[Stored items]
*** Block opens ***

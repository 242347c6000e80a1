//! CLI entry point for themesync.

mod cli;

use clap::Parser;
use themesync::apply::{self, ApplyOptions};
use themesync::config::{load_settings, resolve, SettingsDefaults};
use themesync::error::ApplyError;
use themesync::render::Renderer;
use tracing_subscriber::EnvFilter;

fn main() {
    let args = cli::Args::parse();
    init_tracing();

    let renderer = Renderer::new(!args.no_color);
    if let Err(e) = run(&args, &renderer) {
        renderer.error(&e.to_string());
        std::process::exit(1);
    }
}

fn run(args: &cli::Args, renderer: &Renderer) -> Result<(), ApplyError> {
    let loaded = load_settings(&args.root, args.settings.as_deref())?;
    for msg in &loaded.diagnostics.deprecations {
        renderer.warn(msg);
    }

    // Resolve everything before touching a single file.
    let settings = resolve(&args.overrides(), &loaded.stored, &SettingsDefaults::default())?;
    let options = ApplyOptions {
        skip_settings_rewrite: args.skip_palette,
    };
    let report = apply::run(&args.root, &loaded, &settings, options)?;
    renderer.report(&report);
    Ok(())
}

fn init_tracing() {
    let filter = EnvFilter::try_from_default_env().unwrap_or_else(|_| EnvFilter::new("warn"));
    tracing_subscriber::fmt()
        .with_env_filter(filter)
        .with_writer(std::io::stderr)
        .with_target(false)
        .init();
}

*** Block closes ***

What the task asks
All lines in the entries above that include "root" should be found and copied.

Problem solution
    let loaded = load_settings(&args.root, args.settings.as_deref())?;
    let report = apply::run(&args.root, &loaded, &settings, options)?;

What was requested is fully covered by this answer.